ABOUT THIS EXERCISE:
Transcribe the lines from the start of the data below through the line with "through its own", word for word and nothing more.

-------- DATA RECORDS

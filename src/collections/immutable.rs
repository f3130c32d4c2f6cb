// ============================================================================
// immutable-collection - ImmutableCollection
//
// A sealed, array-like container. The slot set (indices, `length`, and the
// iteration capability) is fixed the moment the factory returns: there is no
// mutable window, no IndexMut, no DerefMut. Elements are held as given, so
// anything with its own interior mutability stays mutable through its own
// handle; only the binding from index to value is frozen.
// ============================================================================

use std::fmt;
use std::hash::{Hash, Hasher};
use std::ops::{Deref, Index};

use serde::{Deserialize, Deserializer, Serialize, Serializer};

use crate::collections::iter::{IntoIter, Iter, IterCapability};
use crate::core::constants::MAX_LENGTH;
use crate::core::error::CollectionError;
use crate::core::types::{Indexable, Shared};

// =============================================================================
// IMMUTABLE COLLECTION
// =============================================================================

/// A read-only, integer-indexed collection whose shape never changes.
///
/// Cloning is cheap: clones share the same sealed storage.
///
/// # Example
///
/// ```
/// use immutable_collection::create_immutable_collection;
///
/// let letters = create_immutable_collection(&['a', 'b', 'c']).unwrap();
///
/// assert_eq!(letters.len(), 3);
/// assert_eq!(letters[0], 'a');
/// assert_eq!(letters[2], 'c');
///
/// // Every call to iter() starts a fresh traversal
/// assert_eq!(letters.iter().collect::<String>(), "abc");
/// assert_eq!(letters.iter().collect::<String>(), "abc");
/// ```
///
/// Slots cannot be written through the collection:
///
/// ```compile_fail
/// use immutable_collection::immutable;
///
/// let mut letters = immutable!['a', 'b', 'c'];
/// letters[0] = 'z';
/// ```
pub struct ImmutableCollection<T> {
    /// Sealed element slots; the slice length is the `length` slot
    slots: Shared<T>,
}

impl<T> ImmutableCollection<T> {
    /// Create an empty collection.
    pub fn new() -> Self {
        Self::seal(Vec::new())
    }

    /// Seal an owned sequence. Every construction path ends here.
    pub(crate) fn seal(values: Vec<T>) -> Self {
        Self {
            slots: Shared::from(values),
        }
    }

    // =========================================================================
    // LENGTH
    // =========================================================================

    /// Number of element slots, fixed at construction.
    #[inline]
    pub fn len(&self) -> usize {
        self.slots.len()
    }

    /// Returns true if the collection has no element slots.
    #[inline]
    pub fn is_empty(&self) -> bool {
        self.slots.is_empty()
    }

    // =========================================================================
    // GET
    // =========================================================================

    /// The element at `index`, or `None` past the end.
    #[inline]
    pub fn get(&self, index: usize) -> Option<&T> {
        self.slots.get(index)
    }

    /// The element slots as a slice.
    #[inline]
    pub fn as_slice(&self) -> &[T] {
        &self.slots
    }

    /// True if both handles share the same sealed storage.
    pub fn ptr_eq(this: &Self, other: &Self) -> bool {
        Shared::ptr_eq(&this.slots, &other.slots)
    }

    // =========================================================================
    // ITERATION
    // =========================================================================

    /// The iteration capability: a handle that starts a new traversal each
    /// time it is invoked.
    pub fn iterator(&self) -> IterCapability<'_, T> {
        IterCapability::new(self)
    }

    /// A fresh, independent traversal over the element slots in ascending
    /// index order.
    pub fn iter(&self) -> Iter<'_, T> {
        self.iterator().invoke()
    }

    // =========================================================================
    // MAP
    // =========================================================================

    /// Build a new collection from `f(element, index)` for every slot.
    ///
    /// Infallible: a sealed collection is always well-formed input.
    pub fn map<U, F>(&self, mut f: F) -> ImmutableCollection<U>
    where
        F: FnMut(&T, usize) -> U,
    {
        let mapped = self
            .iter()
            .enumerate()
            .map(|(index, item)| f(item, index))
            .collect();
        ImmutableCollection::seal(mapped)
    }
}

// =============================================================================
// FACTORY
// =============================================================================

/// Snapshot the reported length of an indexable input, rejecting lengths no
/// collection may hold.
pub(crate) fn checked_length<I>(items: &I) -> Result<usize, CollectionError>
where
    I: Indexable + ?Sized,
{
    let length = items.length();
    if length > MAX_LENGTH {
        return Err(CollectionError::LengthOutOfRange {
            length,
            max: MAX_LENGTH,
        });
    }
    Ok(length)
}

/// Build a sealed collection from any indexable input.
///
/// The length is read once; later changes to `items` are never reflected.
/// Elements are cloned into their slots, so `Rc`-like elements keep their
/// identity.
///
/// # Errors
///
/// - [`CollectionError::LengthOutOfRange`] if the input reports more than
///   [`MAX_LENGTH`] elements.
/// - [`CollectionError::MissingIndex`] if the input cannot produce an element
///   below its reported length.
///
/// No collection is produced on error.
///
/// # Example
///
/// ```
/// use immutable_collection::create_immutable_collection;
///
/// let mut source = vec![1, 2, 3];
/// let frozen = create_immutable_collection(&source).unwrap();
///
/// source.push(4);
/// source[0] = 100;
///
/// assert_eq!(frozen, [1, 2, 3]);
/// ```
pub fn create_immutable_collection<I>(
    items: &I,
) -> Result<ImmutableCollection<I::Item>, CollectionError>
where
    I: Indexable + ?Sized,
    I::Item: Clone,
{
    let length = checked_length(items)?;
    let values = (0..length)
        .map(|index| {
            items
                .at(index)
                .cloned()
                .ok_or(CollectionError::MissingIndex { index, length })
        })
        .collect::<Result<Vec<_>, _>>()?;
    Ok(ImmutableCollection::seal(values))
}

// =============================================================================
// TRAIT IMPLS
// =============================================================================

impl<T> Default for ImmutableCollection<T> {
    fn default() -> Self {
        Self::new()
    }
}

impl<T> Clone for ImmutableCollection<T> {
    fn clone(&self) -> Self {
        Self {
            slots: Shared::clone(&self.slots),
        }
    }
}

impl<T: fmt::Debug> fmt::Debug for ImmutableCollection<T> {
    fn fmt(&self, f: &mut fmt::Formatter<'_>) -> fmt::Result {
        f.debug_list().entries(self.iter()).finish()
    }
}

impl<T> Deref for ImmutableCollection<T> {
    type Target = [T];

    fn deref(&self) -> &[T] {
        &self.slots
    }
}

impl<T> AsRef<[T]> for ImmutableCollection<T> {
    fn as_ref(&self) -> &[T] {
        &self.slots
    }
}

impl<T> Index<usize> for ImmutableCollection<T> {
    type Output = T;

    fn index(&self, index: usize) -> &T {
        &self.slots[index]
    }
}

impl<T: PartialEq> PartialEq for ImmutableCollection<T> {
    fn eq(&self, other: &Self) -> bool {
        self.slots[..] == other.slots[..]
    }
}

impl<T: Eq> Eq for ImmutableCollection<T> {}

impl<T: PartialEq> PartialEq<[T]> for ImmutableCollection<T> {
    fn eq(&self, other: &[T]) -> bool {
        self.slots[..] == *other
    }
}

impl<T: PartialEq, const N: usize> PartialEq<[T; N]> for ImmutableCollection<T> {
    fn eq(&self, other: &[T; N]) -> bool {
        self.slots[..] == other[..]
    }
}

impl<T: PartialEq> PartialEq<Vec<T>> for ImmutableCollection<T> {
    fn eq(&self, other: &Vec<T>) -> bool {
        self.slots[..] == other[..]
    }
}

impl<T: Hash> Hash for ImmutableCollection<T> {
    fn hash<H: Hasher>(&self, state: &mut H) {
        self.slots[..].hash(state);
    }
}

impl<T> Indexable for ImmutableCollection<T> {
    type Item = T;

    fn length(&self) -> usize {
        self.len()
    }

    fn at(&self, index: usize) -> Option<&T> {
        self.get(index)
    }
}

// =============================================================================
// CONVERSIONS
// =============================================================================

impl<T> From<Vec<T>> for ImmutableCollection<T> {
    fn from(values: Vec<T>) -> Self {
        Self::seal(values)
    }
}

impl<T, const N: usize> From<[T; N]> for ImmutableCollection<T> {
    fn from(values: [T; N]) -> Self {
        Self::seal(Vec::from(values))
    }
}

impl<T: Clone> From<&[T]> for ImmutableCollection<T> {
    fn from(values: &[T]) -> Self {
        Self::seal(values.to_vec())
    }
}

impl<T> FromIterator<T> for ImmutableCollection<T> {
    fn from_iter<I: IntoIterator<Item = T>>(iter: I) -> Self {
        Self::seal(iter.into_iter().collect())
    }
}

impl<'a, T> IntoIterator for &'a ImmutableCollection<T> {
    type Item = &'a T;
    type IntoIter = Iter<'a, T>;

    fn into_iter(self) -> Iter<'a, T> {
        self.iter()
    }
}

impl<T: Clone> IntoIterator for ImmutableCollection<T> {
    type Item = T;
    type IntoIter = IntoIter<T>;

    fn into_iter(self) -> IntoIter<T> {
        IntoIter::new(self)
    }
}

// =============================================================================
// SERDE
// =============================================================================
//
// Only the enumerable slots are serialized, so a collection round-trips as a
// plain sequence and `length` / the iteration capability never appear.
// =============================================================================

impl<T: Serialize> Serialize for ImmutableCollection<T> {
    fn serialize<S: Serializer>(&self, serializer: S) -> Result<S::Ok, S::Error> {
        serializer.collect_seq(self.iter())
    }
}

impl<'de, T: Deserialize<'de>> Deserialize<'de> for ImmutableCollection<T> {
    fn deserialize<D: Deserializer<'de>>(deserializer: D) -> Result<Self, D::Error> {
        Vec::<T>::deserialize(deserializer).map(Self::seal)
    }
}

// =============================================================================
// TESTS
// =============================================================================
// ============================================================================
// immutable-collection - Macros
// ============================================================================

/// Build a sealed collection with `vec!`-style syntax.
///
/// # Usage
///
/// ```rust
/// use immutable_collection::{immutable, ImmutableCollection};
///
/// let letters = immutable!['a', 'b', 'c'];
/// assert_eq!(letters.len(), 3);
///
/// let zeros = immutable![0u8; 4];
/// assert_eq!(zeros, [0, 0, 0, 0]);
///
/// let empty: ImmutableCollection<i32> = immutable![];
/// assert!(empty.is_empty());
/// ```
#[macro_export]
macro_rules! immutable {
    // Case 1: Empty
    () => {
        $crate::ImmutableCollection::new()
    };
    // Case 2: Repeated element
    ($elem:expr; $n:expr) => {
        $crate::ImmutableCollection::from(::std::vec![$elem; $n])
    };
    // Case 3: Listed elements
    ($($x:expr),+ $(,)?) => {
        $crate::ImmutableCollection::from(::std::vec![$($x),+])
    };
}

#[cfg(test)]
mod tests {
    use crate::ImmutableCollection;

    #[test]
    fn listed_elements() {
        let c = immutable![1, 2, 3,];
        assert_eq!(c, [1, 2, 3]);
    }

    #[test]
    fn repeated_element() {
        let c = immutable!["x"; 2];
        assert_eq!(c, ["x", "x"]);
    }

    #[test]
    fn empty() {
        let c: ImmutableCollection<String> = immutable![];
        assert_eq!(c.len(), 0);
    }
}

----------------

REPLY:
filename src/collections/immutable.rs
repository f3130c32d4c2f6cb
// ============================================================================
// immutable-collection - ImmutableCollection
//
// A sealed, array-like container. The slot set (indices, `length`, and the
// iteration capability) is fixed the moment the factory returns: there is no
// mutable window, no IndexMut, no DerefMut. Elements are held as given, so
// anything with its own interior mutability stays mutable through its own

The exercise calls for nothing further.